**RECORDED INFORMATION**
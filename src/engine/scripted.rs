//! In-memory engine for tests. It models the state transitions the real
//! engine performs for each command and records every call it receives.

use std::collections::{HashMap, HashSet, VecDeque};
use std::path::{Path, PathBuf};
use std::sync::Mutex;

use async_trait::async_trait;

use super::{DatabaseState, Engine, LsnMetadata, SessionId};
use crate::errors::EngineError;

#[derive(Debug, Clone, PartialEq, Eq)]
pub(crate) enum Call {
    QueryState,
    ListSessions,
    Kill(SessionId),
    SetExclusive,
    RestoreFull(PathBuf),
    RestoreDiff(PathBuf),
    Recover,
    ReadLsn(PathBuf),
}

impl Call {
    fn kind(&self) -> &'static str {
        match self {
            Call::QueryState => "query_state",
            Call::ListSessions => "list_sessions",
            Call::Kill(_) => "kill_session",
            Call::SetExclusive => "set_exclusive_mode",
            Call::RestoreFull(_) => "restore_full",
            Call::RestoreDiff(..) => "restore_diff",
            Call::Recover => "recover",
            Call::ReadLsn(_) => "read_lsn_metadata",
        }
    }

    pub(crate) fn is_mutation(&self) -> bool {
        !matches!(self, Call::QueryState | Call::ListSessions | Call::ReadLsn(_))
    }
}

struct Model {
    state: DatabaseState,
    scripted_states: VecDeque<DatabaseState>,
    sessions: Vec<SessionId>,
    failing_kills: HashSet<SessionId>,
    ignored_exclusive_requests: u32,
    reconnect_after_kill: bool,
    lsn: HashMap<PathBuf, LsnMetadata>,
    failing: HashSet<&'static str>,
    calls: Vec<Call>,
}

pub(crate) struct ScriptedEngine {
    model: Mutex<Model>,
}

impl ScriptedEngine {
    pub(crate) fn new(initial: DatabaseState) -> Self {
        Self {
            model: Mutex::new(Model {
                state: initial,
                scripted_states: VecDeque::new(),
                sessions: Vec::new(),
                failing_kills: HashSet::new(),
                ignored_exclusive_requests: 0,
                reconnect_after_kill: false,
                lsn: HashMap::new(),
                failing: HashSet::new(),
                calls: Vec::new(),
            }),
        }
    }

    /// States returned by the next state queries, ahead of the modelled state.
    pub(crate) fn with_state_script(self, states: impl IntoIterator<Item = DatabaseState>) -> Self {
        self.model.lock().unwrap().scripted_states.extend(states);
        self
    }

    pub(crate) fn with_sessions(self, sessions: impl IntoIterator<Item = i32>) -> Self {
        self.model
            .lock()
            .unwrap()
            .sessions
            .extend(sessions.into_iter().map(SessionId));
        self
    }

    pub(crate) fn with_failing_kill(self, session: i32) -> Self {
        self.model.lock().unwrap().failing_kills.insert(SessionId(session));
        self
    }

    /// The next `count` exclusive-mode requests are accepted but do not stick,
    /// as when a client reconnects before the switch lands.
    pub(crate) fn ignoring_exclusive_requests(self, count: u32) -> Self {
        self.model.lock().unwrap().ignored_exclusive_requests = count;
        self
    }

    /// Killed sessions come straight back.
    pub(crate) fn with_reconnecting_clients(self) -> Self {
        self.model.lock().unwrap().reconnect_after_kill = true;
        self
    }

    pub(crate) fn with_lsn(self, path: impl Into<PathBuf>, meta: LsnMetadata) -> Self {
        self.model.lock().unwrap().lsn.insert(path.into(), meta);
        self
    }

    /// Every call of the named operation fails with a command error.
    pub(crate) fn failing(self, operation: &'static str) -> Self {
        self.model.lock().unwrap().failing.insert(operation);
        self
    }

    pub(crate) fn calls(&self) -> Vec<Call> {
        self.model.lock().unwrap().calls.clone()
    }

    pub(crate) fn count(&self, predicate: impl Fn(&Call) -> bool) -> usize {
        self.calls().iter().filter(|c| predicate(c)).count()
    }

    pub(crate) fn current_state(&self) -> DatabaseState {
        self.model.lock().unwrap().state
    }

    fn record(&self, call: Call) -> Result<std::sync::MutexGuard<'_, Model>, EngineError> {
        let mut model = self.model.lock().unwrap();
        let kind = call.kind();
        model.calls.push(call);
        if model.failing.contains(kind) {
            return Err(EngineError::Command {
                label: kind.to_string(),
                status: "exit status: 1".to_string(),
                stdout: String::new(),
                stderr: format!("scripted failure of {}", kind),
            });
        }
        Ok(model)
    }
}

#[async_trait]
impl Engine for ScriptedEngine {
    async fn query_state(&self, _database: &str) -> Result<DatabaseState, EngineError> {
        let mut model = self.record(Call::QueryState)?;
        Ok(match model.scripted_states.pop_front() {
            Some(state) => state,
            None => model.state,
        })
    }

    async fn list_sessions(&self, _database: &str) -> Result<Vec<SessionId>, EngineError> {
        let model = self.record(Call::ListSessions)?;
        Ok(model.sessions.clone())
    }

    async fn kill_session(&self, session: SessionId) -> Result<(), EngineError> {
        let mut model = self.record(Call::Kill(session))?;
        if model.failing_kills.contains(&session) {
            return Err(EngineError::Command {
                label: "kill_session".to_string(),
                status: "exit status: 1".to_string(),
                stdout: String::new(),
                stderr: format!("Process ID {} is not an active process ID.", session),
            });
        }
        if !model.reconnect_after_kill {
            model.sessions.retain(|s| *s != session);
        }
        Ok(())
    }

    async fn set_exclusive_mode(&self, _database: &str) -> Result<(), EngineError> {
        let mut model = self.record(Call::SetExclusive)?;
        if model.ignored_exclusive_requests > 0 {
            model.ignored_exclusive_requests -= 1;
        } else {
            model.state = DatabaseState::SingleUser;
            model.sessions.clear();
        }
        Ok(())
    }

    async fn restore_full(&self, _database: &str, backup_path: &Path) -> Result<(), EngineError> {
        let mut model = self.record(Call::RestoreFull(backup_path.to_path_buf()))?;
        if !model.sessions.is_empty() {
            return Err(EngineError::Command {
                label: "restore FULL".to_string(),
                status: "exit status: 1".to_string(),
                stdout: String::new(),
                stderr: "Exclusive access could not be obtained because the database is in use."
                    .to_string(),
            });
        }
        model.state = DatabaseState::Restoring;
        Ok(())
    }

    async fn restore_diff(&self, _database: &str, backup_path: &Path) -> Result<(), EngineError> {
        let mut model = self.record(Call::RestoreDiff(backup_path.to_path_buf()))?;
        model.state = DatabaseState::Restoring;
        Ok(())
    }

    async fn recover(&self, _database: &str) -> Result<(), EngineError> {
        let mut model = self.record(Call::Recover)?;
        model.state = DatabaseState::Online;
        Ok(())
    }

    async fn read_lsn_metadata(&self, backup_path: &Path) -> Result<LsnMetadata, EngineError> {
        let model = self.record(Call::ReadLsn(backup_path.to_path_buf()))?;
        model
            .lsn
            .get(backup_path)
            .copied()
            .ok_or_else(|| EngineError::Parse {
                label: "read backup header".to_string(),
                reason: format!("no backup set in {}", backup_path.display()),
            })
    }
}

**YOUR INSTRUCTIONS**
Transcribe all of the data above, keeping each line exactly as it stands.

**THE ANSWER**
filename src/engine/scripted.rs
//! In-memory engine for tests. It models the state transitions the real
//! engine performs for each command and records every call it receives.

use std::collections::{HashMap, HashSet, VecDeque};
use std::path::{Path, PathBuf};
use std::sync::Mutex;

use async_trait::async_trait;

use super::{DatabaseState, Engine, LsnMetadata, SessionId};
use crate::errors::EngineError;

#[derive(Debug, Clone, PartialEq, Eq)]
pub(crate) enum Call {
    QueryState,
    ListSessions,
    Kill(SessionId),
    SetExclusive,
    RestoreFull(PathBuf),
    RestoreDiff(PathBuf),
    Recover,
    ReadLsn(PathBuf),
}

impl Call {
    fn kind(&self) -> &'static str {
        match self {
            Call::QueryState => "query_state",
            Call::ListSessions => "list_sessions",
            Call::Kill(_) => "kill_session",
            Call::SetExclusive => "set_exclusive_mode",
            Call::RestoreFull(_) => "restore_full",
            Call::RestoreDiff(..) => "restore_diff",
            Call::Recover => "recover",
            Call::ReadLsn(_) => "read_lsn_metadata",
        }
    }

    pub(crate) fn is_mutation(&self) -> bool {
        !matches!(self, Call::QueryState | Call::ListSessions | Call::ReadLsn(_))
    }
}

struct Model {
    state: DatabaseState,
    scripted_states: VecDeque<DatabaseState>,
    sessions: Vec<SessionId>,
    failing_kills: HashSet<SessionId>,
    ignored_exclusive_requests: u32,
    reconnect_after_kill: bool,
    lsn: HashMap<PathBuf, LsnMetadata>,
    failing: HashSet<&'static str>,
    calls: Vec<Call>,
}

pub(crate) struct ScriptedEngine {
    model: Mutex<Model>,
}

impl ScriptedEngine {
    pub(crate) fn new(initial: DatabaseState) -> Self {
        Self {
            model: Mutex::new(Model {
                state: initial,
                scripted_states: VecDeque::new(),
                sessions: Vec::new(),
                failing_kills: HashSet::new(),
                ignored_exclusive_requests: 0,
                reconnect_after_kill: false,
                lsn: HashMap::new(),
                failing: HashSet::new(),
                calls: Vec::new(),
            }),
        }
    }

    /// States returned by the next state queries, ahead of the modelled state.
    pub(crate) fn with_state_script(self, states: impl IntoIterator<Item = DatabaseState>) -> Self {
        self.model.lock().unwrap().scripted_states.extend(states);
        self
    }

    pub(crate) fn with_sessions(self, sessions: impl IntoIterator<Item = i32>) -> Self {
        self.model
            .lock()
            .unwrap()
            .sessions
            .extend(sessions.into_iter().map(SessionId));
        self
    }

    pub(crate) fn with_failing_kill(self, session: i32) -> Self {
        self.model.lock().unwrap().failing_kills.insert(SessionId(session));
        self
    }

    /// The next `count` exclusive-mode requests are accepted but do not stick,
    /// as when a client reconnects before the switch lands.
    pub(crate) fn ignoring_exclusive_requests(self, count: u32) -> Self {
        self.model.lock().unwrap().ignored_exclusive_requests = count;
        self
    }

    /// Killed sessions come straight back.
    pub(crate) fn with_reconnecting_clients(self) -> Self {
        self.model.lock().unwrap().reconnect_after_kill = true;
        self
    }

    pub(crate) fn with_lsn(self, path: impl Into<PathBuf>, meta: LsnMetadata) -> Self {
        self.model.lock().unwrap().lsn.insert(path.into(), meta);
        self
    }

    /// Every call of the named operation fails with a command error.
    pub(crate) fn failing(self, operation: &'static str) -> Self {
        self.model.lock().unwrap().failing.insert(operation);
        self
    }

    pub(crate) fn calls(&self) -> Vec<Call> {
        self.model.lock().unwrap().calls.clone()
    }

    pub(crate) fn count(&self, predicate: impl Fn(&Call) -> bool) -> usize {
        self.calls().iter().filter(|c| predicate(c)).count()
    }

    pub(crate) fn current_state(&self) -> DatabaseState {
        self.model.lock().unwrap().state
    }

    fn record(&self, call: Call) -> Result<std::sync::MutexGuard<'_, Model>, EngineError> {
        let mut model = self.model.lock().unwrap();
        let kind = call.kind();
        model.calls.push(call);
        if model.failing.contains(kind) {
            return Err(EngineError::Command {
                label: kind.to_string(),
                status: "exit status: 1".to_string(),
                stdout: String::new(),
                stderr: format!("scripted failure of {}", kind),
            });
        }
        Ok(model)
    }
}

#[async_trait]
impl Engine for ScriptedEngine {
    async fn query_state(&self, _database: &str) -> Result<DatabaseState, EngineError> {
        let mut model = self.record(Call::QueryState)?;
        Ok(match model.scripted_states.pop_front() {
            Some(state) => state,
            None => model.state,
        })
    }

    async fn list_sessions(&self, _database: &str) -> Result<Vec<SessionId>, EngineError> {
        let model = self.record(Call::ListSessions)?;
        Ok(model.sessions.clone())
    }

    async fn kill_session(&self, session: SessionId) -> Result<(), EngineError> {
        let mut model = self.record(Call::Kill(session))?;
        if model.failing_kills.contains(&session) {
            return Err(EngineError::Command {
                label: "kill_session".to_string(),
                status: "exit status: 1".to_string(),
                stdout: String::new(),
                stderr: format!("Process ID {} is not an active process ID.", session),
            });
        }
        if !model.reconnect_after_kill {
            model.sessions.retain(|s| *s != session);
        }
        Ok(())
    }

    async fn set_exclusive_mode(&self, _database: &str) -> Result<(), EngineError> {
        let mut model = self.record(Call::SetExclusive)?;
        if model.ignored_exclusive_requests > 0 {
            model.ignored_exclusive_requests -= 1;
        } else {
            model.state = DatabaseState::SingleUser;
            model.sessions.clear();
        }
        Ok(())
    }

    async fn restore_full(&self, _database: &str, backup_path: &Path) -> Result<(), EngineError> {
        let mut model = self.record(Call::RestoreFull(backup_path.to_path_buf()))?;
        if !model.sessions.is_empty() {
            return Err(EngineError::Command {
                label: "restore FULL".to_string(),
                status: "exit status: 1".to_string(),
                stdout: String::new(),
                stderr: "Exclusive access could not be obtained because the database is in use."
                    .to_string(),
            });
        }
        model.state = DatabaseState::Restoring;
        Ok(())
    }

    async fn restore_diff(&self, _database: &str, backup_path: &Path) -> Result<(), EngineError> {
        let mut model = self.record(Call::RestoreDiff(backup_path.to_path_buf()))?;
        model.state = DatabaseState::Restoring;
        Ok(())
    }

    async fn recover(&self, _database: &str) -> Result<(), EngineError> {
        let mut model = self.record(Call::Recover)?;
        model.state = DatabaseState::Online;
        Ok(())
    }

    async fn read_lsn_metadata(&self, backup_path: &Path) -> Result<LsnMetadata, EngineError> {
        let model = self.record(Call::ReadLsn(backup_path.to_path_buf()))?;
        model
            .lsn
            .get(backup_path)
            .copied()
            .ok_or_else(|| EngineError::Parse {
                label: "read backup header".to_string(),
                reason: format!("no backup set in {}", backup_path.display()),
            })
    }
}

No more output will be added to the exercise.